LIMIT 2: This restricts the output to only the top 2 most similar items, based on the calculated cosine similarity.

Finally, by running the above query we get the result as below

name  | cosine_similarity 
--------+-------------------- 
Banana | 0.5249995745718354 
Apple  | 0.4006202280151715
(2 rows)

Insert generated(Horse) embedding in the bellow query to get the results

SELECT name, 1-(embedding <=> '<Horse_embedding>') as cosine_similarity FROM items ORDER BY cosine_similarity DESC LIMIT 2;
name |  cosine_similarity 
------+--------------------- 
Dog  |  0.5349170288394121 
Cat  | 0.41092748143620783
(2 rows)

Results analyses

Mango and horse are not directly present in the table: As they are not listed in the results, and a perfect match (cosine similarity of 1) would have been returned if they were.

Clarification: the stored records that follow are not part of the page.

//! Unified diff parser
//!
//! Turns the text produced by `git diff` into files, hunks and line changes.
//!
//! ## Format
//!
//! ```text
//! diff --git a/<old path> b/<new path>
//! [extended header lines: new file mode, rename from, index, ...]
//! --- a/<old path> | /dev/null
//! +++ b/<new path> | /dev/null
//! @@ -<old start>[,<old lines>] +<new start>[,<new lines>] @@ [section]
//! <' ' | '+' | '-'><line>
//! ```
//!
//! The parser never fails. Lines outside a `diff --git` section are ignored,
//! a malformed hunk header drops that hunk and everything up to the next
//! valid header, and unknown lines inside a hunk are read as context.
//! File and global statistics are running sums updated as changes are read.

use crate::artifacts::diff::hunk_header::HunkHeader;
use crate::artifacts::diff::{DEV_NULL, FILE_HEADER_PREFIX, HUNK_HEADER_PREFIX};
use bitflags::bitflags;
use derive_new::new;
use serde::Serialize;
use serde::ser::{SerializeStruct, Serializer};

const NO_NEWLINE_MARKER: char = '\\';

bitflags! {
    #[derive(Debug, Clone, Copy, PartialEq, Eq, Default)]
    pub struct FileFlags: u8 {
        const BINARY = 0b0001;
        const RENAMED = 0b0010;
        const NEW = 0b0100;
        const DELETED = 0b1000;
    }
}

#[derive(Debug, Clone, Copy, PartialEq, Eq, Serialize)]
#[serde(rename_all = "lowercase")]
pub enum ChangeKind {
    Add,
    Del,
    Ctx,
}

/// One line of a hunk, without its leading marker
///
/// Context and deletions carry the old line number, context and additions
/// the new one.
#[derive(Debug, Clone, PartialEq, Eq, Serialize, new)]
pub struct Change {
    pub kind: ChangeKind,
    pub content: String,
    pub old_line_no: Option<usize>,
    pub new_line_no: Option<usize>,
}

impl Change {
    pub fn is_add(&self) -> bool {
        self.kind == ChangeKind::Add
    }

    pub fn is_del(&self) -> bool {
        self.kind == ChangeKind::Del
    }

    pub fn is_ctx(&self) -> bool {
        self.kind == ChangeKind::Ctx
    }
}

#[derive(Debug, Clone, PartialEq, Eq, Serialize)]
pub struct Hunk {
    pub header: String,
    pub old_start: usize,
    pub old_lines: usize,
    pub new_start: usize,
    pub new_lines: usize,
    pub section: Option<String>,
    pub changes: Vec<Change>,
}

#[derive(Debug, Clone, Copy, Default, PartialEq, Eq, Serialize)]
pub struct FileStats {
    pub additions: usize,
    pub deletions: usize,
}

/// One `diff --git` section
///
/// Serializes its flags as `is_binary`, `is_renamed`, `is_new` and
/// `is_deleted` booleans.
#[derive(Debug, Clone, PartialEq, Eq)]
pub struct FileDiff {
    pub old_path: String,
    pub new_path: String,
    pub flags: FileFlags,
    pub hunks: Vec<Hunk>,
    pub stats: FileStats,
}

impl FileDiff {
    fn from_header(line: &str) -> Self {
        let (old_path, new_path) = parse_header_paths(&line[FILE_HEADER_PREFIX.len()..]);

        FileDiff {
            old_path,
            new_path,
            flags: FileFlags::empty(),
            hunks: Vec::new(),
            stats: FileStats::default(),
        }
    }

    pub fn is_binary(&self) -> bool {
        self.flags.contains(FileFlags::BINARY)
    }

    pub fn is_renamed(&self) -> bool {
        self.flags.contains(FileFlags::RENAMED)
    }

    pub fn is_new(&self) -> bool {
        self.flags.contains(FileFlags::NEW)
    }

    pub fn is_deleted(&self) -> bool {
        self.flags.contains(FileFlags::DELETED)
    }

    /// Path to show for this file: the new path, or the old one for deletions
    pub fn display_path(&self) -> &str {
        if self.is_deleted() || self.new_path == DEV_NULL {
            &self.old_path
        } else {
            &self.new_path
        }
    }

    fn apply_meta(&mut self, line: &str) {
        if let Some(path) = line.strip_prefix("--- ") {
            let path = strip_side_prefix(path, "a/");
            if path == DEV_NULL {
                self.flags.insert(FileFlags::NEW);
            }
            self.old_path = path;
        } else if let Some(path) = line.strip_prefix("+++ ") {
            let path = strip_side_prefix(path, "b/");
            if path == DEV_NULL {
                self.flags.insert(FileFlags::DELETED);
            }
            self.new_path = path;
        } else if line.starts_with("new file mode") {
            self.flags.insert(FileFlags::NEW);
            self.old_path = DEV_NULL.to_string();
        } else if line.starts_with("deleted file mode") {
            self.flags.insert(FileFlags::DELETED);
            self.new_path = DEV_NULL.to_string();
        } else if let Some(path) = line.strip_prefix("rename from ") {
            self.flags.insert(FileFlags::RENAMED);
            self.old_path = path.to_string();
        } else if let Some(path) = line.strip_prefix("rename to ") {
            self.flags.insert(FileFlags::RENAMED);
            self.new_path = path.to_string();
        } else if line.starts_with("Binary files") || line.starts_with("GIT binary patch") {
            self.flags.insert(FileFlags::BINARY);
        }
    }
}

impl Serialize for FileDiff {
    fn serialize<S: Serializer>(&self, serializer: S) -> Result<S::Ok, S::Error> {
        let mut state = serializer.serialize_struct("FileDiff", 8)?;
        state.serialize_field("old_path", &self.old_path)?;
        state.serialize_field("new_path", &self.new_path)?;
        state.serialize_field("is_binary", &self.is_binary())?;
        state.serialize_field("is_renamed", &self.is_renamed())?;
        state.serialize_field("is_new", &self.is_new())?;
        state.serialize_field("is_deleted", &self.is_deleted())?;
        state.serialize_field("hunks", &self.hunks)?;
        state.serialize_field("stats", &self.stats)?;
        state.end()
    }
}

#[derive(Debug, Clone, Copy, Default, PartialEq, Eq, Serialize)]
pub struct DiffStats {
    pub files_changed: usize,
    pub additions: usize,
    pub deletions: usize,
}

#[derive(Debug, Clone, Default, PartialEq, Eq, Serialize)]
pub struct UnifiedDiff {
    pub files: Vec<FileDiff>,
    pub stats: DiffStats,
}

/// Open hunk plus its running line counters
#[derive(Debug)]
struct HunkCursor {
    hunk: Hunk,
    old_line_no: usize,
    new_line_no: usize,
    old_remaining: usize,
    new_remaining: usize,
}

impl HunkCursor {
    fn new(line: &str, header: HunkHeader) -> Self {
        HunkCursor {
            old_line_no: header.old_start,
            new_line_no: header.new_start,
            old_remaining: header.old_lines,
            new_remaining: header.new_lines,
            hunk: Hunk {
                header: line.to_string(),
                old_start: header.old_start,
                old_lines: header.old_lines,
                new_start: header.new_start,
                new_lines: header.new_lines,
                section: header.section,
                changes: Vec::new(),
            },
        }
    }

    /// Read one hunk body line; `None` when the line belongs to the file header
    fn read(&mut self, line: &str) -> Option<ChangeKind> {
        let change = if let Some(content) = line.strip_prefix('+') {
            if line.starts_with("+++") && self.new_remaining == 0 {
                return None;
            }
            let change = Change::new(
                ChangeKind::Add,
                content.to_string(),
                None,
                Some(self.new_line_no),
            );
            self.new_line_no = self.new_line_no.saturating_add(1);
            self.new_remaining = self.new_remaining.saturating_sub(1);
            change
        } else if let Some(content) = line.strip_prefix('-') {
            if line.starts_with("---") && self.old_remaining == 0 {
                return None;
            }
            let change = Change::new(
                ChangeKind::Del,
                content.to_string(),
                Some(self.old_line_no),
                None,
            );
            self.old_line_no = self.old_line_no.saturating_add(1);
            self.old_remaining = self.old_remaining.saturating_sub(1);
            change
        } else {
            let content = line.strip_prefix(' ').unwrap_or(line);
            let change = Change::new(
                ChangeKind::Ctx,
                content.to_string(),
                Some(self.old_line_no),
                Some(self.new_line_no),
            );
            self.old_line_no = self.old_line_no.saturating_add(1);
            self.new_line_no = self.new_line_no.saturating_add(1);
            self.old_remaining = self.old_remaining.saturating_sub(1);
            self.new_remaining = self.new_remaining.saturating_sub(1);
            change
        };

        let kind = change.kind;
        self.hunk.changes.push(change);
        Some(kind)
    }
}

/// Line-by-line parser state
#[derive(Debug, Default)]
pub struct UnifiedDiffParser {
    files: Vec<FileDiff>,
    file: Option<FileDiff>,
    hunk: Option<HunkCursor>,
    /// Set after a malformed hunk header until the next header line
    skipping_hunk: bool,
    stats: DiffStats,
}

impl UnifiedDiffParser {
    pub fn new() -> Self {
        Self::default()
    }

    pub fn feed(&mut self, line: &str) {
        if line.starts_with(FILE_HEADER_PREFIX) {
            self.close_file();
            self.skipping_hunk = false;
            self.file = Some(FileDiff::from_header(line));
            return;
        }

        if self.file.is_none() {
            return;
        }

        if line.starts_with(HUNK_HEADER_PREFIX) {
            self.close_hunk();
            match HunkHeader::try_parse(line) {
                Ok(header) => {
                    self.skipping_hunk = false;
                    self.hunk = Some(HunkCursor::new(line, header));
                }
                Err(err) => {
                    tracing::debug!("skipping hunk: {err}");
                    self.skipping_hunk = true;
                }
            }
            return;
        }

        if self.skipping_hunk || line.starts_with(NO_NEWLINE_MARKER) {
            return;
        }

        if let Some(cursor) = self.hunk.as_mut() {
            match cursor.read(line) {
                Some(ChangeKind::Add) => self.count(FileStats {
                    additions: 1,
                    deletions: 0,
                }),
                Some(ChangeKind::Del) => self.count(FileStats {
                    additions: 0,
                    deletions: 1,
                }),
                Some(ChangeKind::Ctx) => {}
                None => self.apply_meta(line),
            }
            return;
        }

        self.apply_meta(line);
    }

    pub fn finish(mut self) -> UnifiedDiff {
        self.close_file();

        UnifiedDiff {
            files: self.files,
            stats: self.stats,
        }
    }

    fn apply_meta(&mut self, line: &str) {
        if let Some(file) = self.file.as_mut() {
            file.apply_meta(line);
        }
    }

    fn count(&mut self, delta: FileStats) {
        if let Some(file) = self.file.as_mut() {
            file.stats.additions += delta.additions;
            file.stats.deletions += delta.deletions;
        }
        self.stats.additions += delta.additions;
        self.stats.deletions += delta.deletions;
    }

    fn close_hunk(&mut self) {
        if let Some(cursor) = self.hunk.take()
            && let Some(file) = self.file.as_mut()
        {
            file.hunks.push(cursor.hunk);
        }
    }

    fn close_file(&mut self) {
        self.close_hunk();
        if let Some(file) = self.file.take() {
            self.stats.files_changed += 1;
            self.files.push(file);
        }
    }
}

pub fn parse_unified_diff(raw: &str) -> UnifiedDiff {
    let mut parser = UnifiedDiffParser::new();
    for line in raw.lines() {
        parser.feed(line);
    }

    let diff = parser.finish();
    tracing::debug!(
        files = diff.stats.files_changed,
        additions = diff.stats.additions,
        deletions = diff.stats.deletions,
        "parsed unified diff"
    );

    diff
}

/// Split `a/<old> b/<new>` into its two paths
fn parse_header_paths(paths: &str) -> (String, String) {
    if let Some(idx) = paths.find(" b/") {
        let old = &paths[..idx];
        let new = &paths[idx + 1..];
        (strip_side_prefix(old, "a/"), strip_side_prefix(new, "b/"))
    } else if let Some((old, new)) = paths.split_once(' ') {
        (strip_side_prefix(old, "a/"), strip_side_prefix(new, "b/"))
    } else {
        let path = strip_side_prefix(paths, "a/");
        (path.clone(), path)
    }
}

fn strip_side_prefix(path: &str, prefix: &str) -> String {
    // plain `diff -u` appends a tab and a timestamp to the path
    let path = path.split('\t').next().unwrap_or(path).trim_end();
    path.strip_prefix(prefix).unwrap_or(path).to_string()
}
//! History graph and diff data structures and algorithms
//!
//! This module contains the pure computational engine:
//!
//! - `graph`: Commit entries and lane assignment for graph rendering
//! - `diff`: Unified diff parsing, word-level diff and split-view pairing
//! - `presentation`: Status, heat and colour lookups

pub mod diff;
pub mod graph;
pub mod presentation;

Banana and Apple have moderate semantic similarities to Mango

Banana (0.5249995745718354) is the most similar, but not an exact match.
Apple (0.4006202280151715) has a lower similarity, suggesting a weaker relationship.

Dog and Cat have moderate semantic similarity to Horse

Dog (0.5349170288394121) is the most similar, but not an exact match.
Cat (41092748143620783) has a lower similarity, suggesting a weaker relationship.

It is worth noticing that Cosine similarity ranges is from 0 to 1

1 signifies an exact match, meaning the items are identical in terms of the representation used for comparison.
0 indicates complete dissimilarity, meaning the items have no overlap in their representation.

Values between 0 and 1 represent varying degrees of similarity.

In the forthcoming blog posts, we will explore the optimal utilization of LLM alongside PostgreSQL and pgvector to address real-world scenarios effectively.